- This quarter will see a good improvement in the revenues and profit margins of various pharmaceutical majors as compared with their performance in Q4FY2005. That is because the domestic demand picked up in this quarter; in the same quarter in the previous year the domestic revenues of these companies had declined sharply as a result of de-stocking due to the implementation of VAT. Apart from this, the cost-cutting methods employed by various companies may also result in higher margins. The price erosion in the US markets continues but some of the big pharma firms like Ranbaxy
Laboratories and Lupin are expected to benefit from the increasing generic opportunities in FY2007 as blockbuster drugs like Pravastatin and Simvastatin go generic during the year. - For this quarter Cipla is expected to show a 28% growth in its net profit yoy. The growth would be driven primarily by the improvement in its domestic formulation business, a possible increase in the other operating
revenues and increased bulk drug exports due to the supply of new drugs to its partners in the regulated markets. - Cadila Healthcare is expected to show a substantial growth of 60% in the bottom line to Rs35.5 crore due to higher margins driven by increased domestic formulation sales and exports to the regulated markets.
- Unichem Laboratories, which is primarily a formulation maker, is also expected to benefit from the rising domestic demand and may show close to 30% growth in its net profit.
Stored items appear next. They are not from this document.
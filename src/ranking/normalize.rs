//! Oracle output normalization
//!
//! All distrust of the oracle is concentrated here: a pure function that
//! takes whatever JSON the oracle produced plus the known-complete input
//! task set, and always emits a schema-valid result with exactly one rated
//! task per input task. Missing ids are healed with heuristic scores;
//! repeated ids keep their first occurrence; malformed fields are coerced
//! or defaulted, never propagated as errors.

use std::collections::HashMap;

use chrono::{DateTime, Utc};
use serde_json::Value;

use crate::models::{PriorityBand, RankableTask, RatedTask};

use super::heuristic::heuristic_rate_at;

/// Reason attached to items the oracle scored without explaining
const DEFAULT_REASON: &str = "Gemini prioritization";

/// Normalized, complete ranking output
#[derive(Debug, Clone)]
pub struct NormalizedRanking {
    /// Oracle-provided summary, or a generated one
    pub summary: String,
    /// One rated task per input task, score-descending
    pub rated_tasks: Vec<RatedTask>,
}

/// Normalize untrusted oracle output against the input task set
#[must_use]
pub fn normalize_rated(payload: &Value, tasks: &[RankableTask]) -> NormalizedRanking {
    normalize_rated_at(payload, tasks, Utc::now())
}

/// Normalize with a fixed "now" for the heuristic healing pass
#[must_use]
pub fn normalize_rated_at(
    payload: &Value,
    tasks: &[RankableTask],
    now: DateTime<Utc>,
) -> NormalizedRanking {
    let items = ranked_items(payload);

    let source_tasks: HashMap<&str, &RankableTask> =
        tasks.iter().map(|t| (t.id.as_str(), t)).collect();

    let mut normalized: Vec<RatedTask> = Vec::with_capacity(tasks.len());
    let mut used_ids: Vec<String> = Vec::new();

    for (idx, item) in items.iter().enumerate() {
        let Some(obj) = item.as_object() else {
            continue;
        };
        let position = idx + 1;

        let id = first_string(obj, &["id", "task_id", "taskId"])
            .unwrap_or_else(|| format!("task-{position}"));
        // One rated task per id; if the oracle repeats an id, the first
        // occurrence wins.
        if used_ids.contains(&id) {
            continue;
        }
        let source = source_tasks.get(id.as_str());

        let title = first_string(obj, &["title"])
            .or_else(|| source.map(|t| t.title.clone()))
            .unwrap_or_else(|| format!("Task {position}"));

        let score = first_score(obj, &["priority_score", "priorityScore", "score"]);

        let band = first_string(obj, &["priority_band", "priorityBand"])
            .and_then(|raw| raw.parse::<PriorityBand>().ok())
            .unwrap_or_else(|| PriorityBand::from_score(score));

        let reason =
            first_string(obj, &["reason"]).unwrap_or_else(|| DEFAULT_REASON.to_string());

        used_ids.push(id.clone());
        normalized.push(RatedTask {
            id,
            title,
            priority_score: score,
            priority_band: band,
            reason,
        });
    }

    // Completeness guarantee: any input id the oracle dropped gets the
    // heuristic's score for that task.
    for row in heuristic_rate_at(tasks, now) {
        if !used_ids.contains(&row.id) {
            normalized.push(row);
        }
    }

    normalized.sort_by(|a, b| b.priority_score.cmp(&a.priority_score));

    let summary = payload
        .as_object()
        .and_then(|obj| first_string(obj, &["summary", "message"]))
        .unwrap_or_else(|| format!("Prioritized {} tasks", normalized.len()));

    NormalizedRanking {
        summary,
        rated_tasks: normalized,
    }
}

/// Pull the ranked item list out of the payload
///
/// Accepts a bare array, an object carrying the list under any accepted
/// key, or a single object coerced into a one-element list.
fn ranked_items(payload: &Value) -> Vec<Value> {
    if let Some(array) = payload.as_array() {
        return array.clone();
    }

    let Some(obj) = payload.as_object() else {
        return Vec::new();
    };

    for key in ["rated_tasks", "ratedTasks", "tasks"] {
        match obj.get(key) {
            Some(Value::Array(array)) => return array.clone(),
            Some(single @ Value::Object(_)) => return vec![single.clone()],
            _ => {},
        }
    }
    Vec::new()
}

/// First non-blank string (or stringified number) under any of the keys
fn first_string(obj: &serde_json::Map<String, Value>, keys: &[&str]) -> Option<String> {
    for key in keys {
        match obj.get(*key) {
            Some(Value::String(s)) if !s.trim().is_empty() => return Some(s.trim().to_string()),
            Some(Value::Number(n)) => return Some(n.to_string()),
            _ => {},
        }
    }
    None
}

/// First coercible score under any of the keys, clamped to [0, 100]
///
/// Numbers and numeric strings both count; anything else defaults to 0.
fn first_score(obj: &serde_json::Map<String, Value>, keys: &[&str]) -> i64 {
    for key in keys {
        let coerced = match obj.get(*key) {
            Some(Value::Number(n)) => n.as_f64(),
            Some(Value::String(s)) => s.trim().parse::<f64>().ok(),
            _ => None,
        };
        if let Some(value) = coerced {
            #[allow(clippy::cast_possible_truncation)]
            return (value.round() as i64).clamp(0, 100);
        }
    }
    0
}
- For this quarter, Lupin is expected to show a strong growth in its profit after tax (PAT; over 80% yoy) due to a much better domestic demand for its goods and higher revenues from key molecules like Suprax in the regulated
markets as the flu season was in full swing during the quarter. - Ranbaxy Laboratories is also expected to show a 15% growth in its net profit due to better revenues from the Commonwealth of Independent States, Africa and Europe, and higher domestic formulation sales. Also lower costs due to lesser litigation costs, and stabilising research and development expenses are expected to bump up the margins sequentially.
- We expect Orchid Chemicals to show a steady 25% increase in its revenues led by the sale of the key cephalosporins in the US markets. We also expect its PAT to increase by more than 40% yoy (despite a deferred tax write-back of Rs9.7 crore in Q4FY2005 that inflated the PAT to Rs16.6 crore in Q4FY2005).